Les Émirats arabes unis est devenu une plaque tournante du commerce de l’or russe depuis que les sanctions occidentales contre l’Ukraine ont coupé les routes d’exportation traditionnelles de la Russie, selon les registres des douanes russes.
Ces documents, qui contiennent les détails de près d’un millier de cargaisons d’or au cours de l’année écoulée depuis le début de la guerre en Ukraine, montrent que l’État du Golfe a importé 75,7 tonnes d’or russe d’une valeur de 4,3 milliards de dollars, alors qu’il n’en importait que 1,3 tonne au cours de l’année 2021.
La Chine et la Turquie ont été les deux autres destinations les plus importantes, avec environ 20 tonnes chacune entre le 24 février 2022 et le 3 mars 2023. Avec les Émirats arabes unis, ces trois pays représentaient 99,8 % des exportations d’or russe dans les données douanières pour cette période.

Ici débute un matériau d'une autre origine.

//! Report pipeline
//!
//! For every requested location: geocode, then fetch weather and air quality
//! side by side, then analyse. Locations run concurrently. A location that
//! cannot be geocoded is reported as failed; a failing data source only
//! leaves a note on that location's section.

use crate::analysis::{self, ParameterSummary};
use crate::cache::PersistentCache;
use crate::config::AirAwareConfig;
use crate::geocoding::NominatimClient;
use crate::http;
use crate::models::{BoundingBox, DailyWeather, Location};
use crate::openaq::{ArchiveFetch, OpenAqClient};
use crate::report::{FailedLocation, LocationReport, Report};
use crate::request::AnalysisRequest;
use crate::weather::OpenMeteoClient;
use crate::Result;
use async_trait::async_trait;
use chrono::{NaiveDate, Utc};
use std::sync::Arc;
use std::time::Instant;
use tracing::{error, info, instrument, warn};

/// Failures listed individually in a location's notes before being summarized
const MAX_LISTED_FAILURES: usize = 3;

/// Resolves place names
#[async_trait]
pub trait Geocoder: Send + Sync {
    async fn locate(&self, name: &str) -> Result<Location>;
}

/// Supplies raw air quality measurements for an area
#[async_trait]
pub trait AirQualitySource: Send + Sync {
    async fn measurements(
        &self,
        bbox: &BoundingBox,
        start: NaiveDate,
        end: NaiveDate,
    ) -> Result<ArchiveFetch>;
}

/// Supplies daily historical weather for a point
#[async_trait]
pub trait WeatherSource: Send + Sync {
    async fn daily_history(
        &self,
        latitude: f64,
        longitude: f64,
        start: NaiveDate,
        end: NaiveDate,
    ) -> Result<Vec<DailyWeather>>;
}

#[async_trait]
impl Geocoder for NominatimClient {
    async fn locate(&self, name: &str) -> Result<Location> {
        NominatimClient::locate(self, name).await
    }
}

#[async_trait]
impl AirQualitySource for OpenAqClient {
    async fn measurements(
        &self,
        bbox: &BoundingBox,
        start: NaiveDate,
        end: NaiveDate,
    ) -> Result<ArchiveFetch> {
        OpenAqClient::measurements(self, bbox, start, end).await
    }
}

#[async_trait]
impl WeatherSource for OpenMeteoClient {
    async fn daily_history(
        &self,
        latitude: f64,
        longitude: f64,
        start: NaiveDate,
        end: NaiveDate,
    ) -> Result<Vec<DailyWeather>> {
        OpenMeteoClient::daily_history(self, latitude, longitude, start, end).await
    }
}

pub struct Workflow {
    geocoder: Arc<dyn Geocoder>,
    air_quality: Arc<dyn AirQualitySource>,
    weather: Arc<dyn WeatherSource>,
}

impl Workflow {
    pub fn new(
        geocoder: Arc<dyn Geocoder>,
        air_quality: Arc<dyn AirQualitySource>,
        weather: Arc<dyn WeatherSource>,
    ) -> Self {
        Self {
            geocoder,
            air_quality,
            weather,
        }
    }

    /// Wire up the real HTTP sources sharing one client and cache
    pub fn from_config(
        config: &AirAwareConfig,
        cache: Option<Arc<PersistentCache>>,
    ) -> Result<Self> {
        let client = http::build_client(&config.http)?;
        Ok(Self::new(
            Arc::new(NominatimClient::new(
                client.clone(),
                config.geocoding.clone(),
                cache.clone(),
            )),
            Arc::new(OpenAqClient::new(
                client.clone(),
                config.openaq.clone(),
                cache.clone(),
            )),
            Arc::new(OpenMeteoClient::new(client, config.weather.clone(), cache)),
        ))
    }

    /// Geocode a single place
    pub async fn locate(&self, name: &str) -> Result<Location> {
        self.geocoder.locate(name).await
    }

    /// Geocode a place and fetch its daily weather
    pub async fn weather_for(
        &self,
        name: &str,
        start: NaiveDate,
        end: NaiveDate,
    ) -> Result<(Location, Vec<DailyWeather>)> {
        let location = self.geocoder.locate(name).await?;
        let (lat, lon) = location.bounding_box.center();
        let days = self.weather.daily_history(lat, lon, start, end).await?;
        Ok((location, days))
    }

    /// Run the full analysis and assemble the report
    #[instrument(skip_all, fields(locations = request.locations.len()))]
    pub async fn run(&self, request: &AnalysisRequest) -> Report {
        let start_time = Instant::now();
        info!(
            "Analysing {} location(s) from {} to {} for {}",
            request.locations.len(),
            request.start_date,
            request.end_date,
            request.parameters.join(", ")
        );

        let outcomes = futures::future::join_all(
            request
                .locations
                .iter()
                .map(|name| self.analyze_location(name, request))
                .collect::<Vec<_>>(),
        )
        .await;

        let mut locations = Vec::new();
        let mut failed_locations = Vec::new();
        for outcome in outcomes {
            match outcome {
                Ok(section) => locations.push(section),
                Err(failed) => failed_locations.push(failed),
            }
        }

        let per_location: Vec<(String, Vec<ParameterSummary>)> = locations
            .iter()
            .map(|l: &LocationReport| (l.name.clone(), l.pollutants.clone()))
            .collect();
        let comparison = analysis::compare_locations(&per_location);

        info!(
            "Analysis finished in {:.3}s: {} location(s) ok, {} failed",
            start_time.elapsed().as_secs_f64(),
            locations.len(),
            failed_locations.len()
        );

        Report {
            title: format!("Air Quality Analysis: {}", request.locations.join(", ")),
            author: request.author.clone(),
            generated_at: Utc::now(),
            request: request.clone(),
            locations,
            failed_locations,
            comparison,
        }
    }

    async fn analyze_location(
        &self,
        name: &str,
        request: &AnalysisRequest,
    ) -> std::result::Result<LocationReport, FailedLocation> {
        let location = match self.geocoder.locate(name).await {
            Ok(location) => location,
            Err(err) => {
                error!("Could not locate '{}': {}", name, err);
                return Err(FailedLocation {
                    name: name.to_string(),
                    reason: err.to_string(),
                });
            }
        };

        let (lat, lon) = location.bounding_box.center();
        let (weather, air_quality) = tokio::join!(
            self.weather
                .daily_history(lat, lon, request.start_date, request.end_date),
            self.air_quality.measurements(
                &location.bounding_box,
                request.start_date,
                request.end_date
            ),
        );

        let mut notes = Vec::new();

        let weather = weather.unwrap_or_else(|err| {
            warn!("Weather unavailable for '{}': {}", name, err);
            notes.push(format!("Weather data unavailable: {err}"));
            Vec::new()
        });

        let (daily, stations) = match air_quality {
            Ok(fetch) => {
                if fetch.stations.is_empty() {
                    notes.push(format!(
                        "No OpenAQ monitoring stations found within {}.",
                        location.bounding_box
                    ));
                } else if fetch.measurements.is_empty() {
                    notes.push(format!(
                        "{} station(s) found, but none published data for this period.",
                        fetch.stations.len()
                    ));
                }
                notes.extend(failure_notes(&fetch.failures));
                let daily =
                    analysis::aggregate_daily(&fetch.measurements, &request.parameters, name);
                (daily, fetch.stations.len())
            }
            Err(err) => {
                warn!("Air quality unavailable for '{}': {}", name, err);
                notes.push(format!("Air quality data unavailable: {err}"));
                (Vec::new(), 0)
            }
        };

        for parameter in &request.parameters {
            if stations > 0 && !daily.iter().any(|d| &d.parameter == parameter) {
                notes.push(format!("No {parameter} measurements in this period."));
            }
        }

        Ok(LocationReport {
            name: name.to_string(),
            pollutants: analysis::summarize_pollutants(&daily),
            weather_summary: analysis::summarize_weather(&weather),
            correlations: analysis::correlate(&daily, &weather),
            location,
            stations,
            daily,
            weather,
            notes,
        })
    }
}

fn failure_notes(failures: &[String]) -> Vec<String> {
    if failures.is_empty() {
        return Vec::new();
    }
    let mut notes: Vec<String> = failures
        .iter()
        .take(MAX_LISTED_FAILURES)
        .map(|f| format!("Skipped archive data: {f}"))
        .collect();
    if failures.len() > MAX_LISTED_FAILURES {
        notes.push(format!(
            "...and {} more archive files could not be read.",
            failures.len() - MAX_LISTED_FAILURES
        ));
    }
    notes
}

#[cfg(test)]
mod tests {
    use super::*;
    use crate::AirAwareError;
    use crate::models::Measurement;
    use chrono::DateTime;

    struct FakeGeocoder;

    #[async_trait]
    impl Geocoder for FakeGeocoder {
        async fn locate(&self, name: &str) -> Result<Location> {
            if name.starts_with("Atlantis") {
                return Err(AirAwareError::not_found(format!(
                    "Bounding box not found for location: {name}"
                )));
            }
            Ok(Location {
                query: name.to_string(),
                display_name: format!("{name} (resolved)"),
                latitude: 13.08,
                longitude: 80.27,
                bounding_box: BoundingBox::new(12.9, 80.1, 13.2, 80.4)?,
            })
        }
    }

    struct FakeAirQuality {
        fail: bool,
    }

    #[async_trait]
    impl AirQualitySource for FakeAirQuality {
        async fn measurements(
            &self,
            _bbox: &BoundingBox,
            _start: NaiveDate,
            _end: NaiveDate,
        ) -> Result<ArchiveFetch> {
            if self.fail {
                return Err(AirAwareError::api_status("OpenAQ unauthorized", 401));
            }
            let reading = |datetime: &str, value: f64| Measurement {
                location_id: 1,
                sensor_id: 2,
                datetime: DateTime::parse_from_rfc3339(datetime).unwrap(),
                parameter: "pm25".to_string(),
                units: "µg/m³".to_string(),
                value,
            };
            Ok(ArchiveFetch {
                stations: vec![crate::models::OpenAqLocation {
                    id: 1,
                    name: "Alandur".to_string(),
                }],
                measurements: vec![
                    reading("2024-01-01T10:00:00+05:30", 40.0),
                    reading("2024-01-02T10:00:00+05:30", 50.0),
                    reading("2024-01-03T10:00:00+05:30", 60.0),
                ],
                failures: vec!["records/.../location-1-20240104.csv.gz: timed out".to_string()],
            })
        }
    }

    struct FakeWeather;

    #[async_trait]
    impl WeatherSource for FakeWeather {
        async fn daily_history(
            &self,
            _latitude: f64,
            _longitude: f64,
            start: NaiveDate,
            end: NaiveDate,
        ) -> Result<Vec<DailyWeather>> {
            Ok(start
                .iter_days()
                .take_while(|d| *d <= end)
                .enumerate()
                .map(|(i, date)| DailyWeather {
                    date,
                    temperature_mean: Some(25.0 + i as f64),
                    temperature_max: Some(30.0),
                    temperature_min: Some(20.0),
                    precipitation_sum: Some(0.0),
                    wind_speed_mean: Some(20.0 - 2.0 * i as f64),
                    relative_humidity_mean: Some(70.0),
                })
                .collect())
        }
    }

    fn request(locations: &[&str]) -> AnalysisRequest {
        AnalysisRequest {
            locations: locations.iter().map(|s| s.to_string()).collect(),
            start_date: NaiveDate::from_ymd_opt(2024, 1, 1).unwrap(),
            end_date: NaiveDate::from_ymd_opt(2024, 1, 4).unwrap(),
            parameters: vec!["pm25".to_string(), "pm10".to_string()],
            author: "Tester".to_string(),
        }
    }

    fn workflow(fail_air_quality: bool) -> Workflow {
        Workflow::new(
            Arc::new(FakeGeocoder),
            Arc::new(FakeAirQuality {
                fail: fail_air_quality,
            }),
            Arc::new(FakeWeather),
        )
    }

    #[tokio::test]
    async fn test_run_builds_sections_and_comparison() {
        let report = workflow(false)
            .run(&request(&["Chennai, India", "Madras"]))
            .await;

        assert_eq!(report.locations.len(), 2);
        assert!(report.failed_locations.is_empty());
        assert_eq!(report.author, "Tester");

        let chennai = &report.locations[0];
        assert_eq!(chennai.name, "Chennai, India");
        assert_eq!(chennai.stations, 1);
        assert_eq!(chennai.daily.len(), 3);
        assert_eq!(chennai.pollutants[0].mean, 50.0);
        assert_eq!(chennai.weather.len(), 4);
        assert!(!chennai.correlations.is_empty());
        assert!(chennai.notes.iter().any(|n| n.contains("timed out")));
        assert!(chennai.notes.iter().any(|n| n.contains("No pm10 measurements")));

        assert_eq!(report.comparison.len(), 1);
        assert_eq!(report.comparison[0].ranking.len(), 2);
    }

    #[tokio::test]
    async fn test_unknown_location_is_reported_not_fatal() {
        let report = workflow(false)
            .run(&request(&["Atlantis", "Chennai, India"]))
            .await;

        assert_eq!(report.locations.len(), 1);
        assert_eq!(report.failed_locations.len(), 1);
        assert_eq!(report.failed_locations[0].name, "Atlantis");
        assert!(report.failed_locations[0].reason.contains("Bounding box not found"));
        assert!(report.comparison.is_empty());
    }

    #[tokio::test]
    async fn test_air_quality_failure_keeps_weather() {
        let report = workflow(true).run(&request(&["Chennai, India"])).await;

        let section = &report.locations[0];
        assert!(section.daily.is_empty());
        assert!(section.weather_summary.is_some());
        assert!(section.notes[0].starts_with("Air quality data unavailable"));
    }

    #[tokio::test]
    async fn test_weather_for() {
        let start = NaiveDate::from_ymd_opt(2024, 1, 1).unwrap();
        let (location, days) = workflow(false)
            .weather_for("Chennai", start, start)
            .await
            .unwrap();
        assert_eq!(location.display_name, "Chennai (resolved)");
        assert_eq!(days.len(), 1);
    }

    #[test]
    fn test_failure_notes_are_capped() {
        let failures: Vec<String> = (0..5).map(|i| format!("file-{i}")).collect();
        let notes = failure_notes(&failures);
        assert_eq!(notes.len(), MAX_LISTED_FAILURES + 1);
        assert!(notes.last().unwrap().contains("2 more"));
    }
}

Dans les jours qui ont suivi le début du conflit en Ukraine, de nombreuses banques multinationales, des prestataires de services logistiques et des affineurs de métaux précieux ont cessé de traiter l’or russe, qui était généralement expédié à Londres, plaque tournante du commerce et du stockage de l’or.
La London Bullion Market Association a interdit les lingots russes fabriqués à partir du 7 mars 2022 et, à la fin du mois d’août, la Grande-Bretagne, l’Union européenne, la Suisse, les États-Unis, le Canada et le Japon avaient tous interdit l’importation de lingots russes.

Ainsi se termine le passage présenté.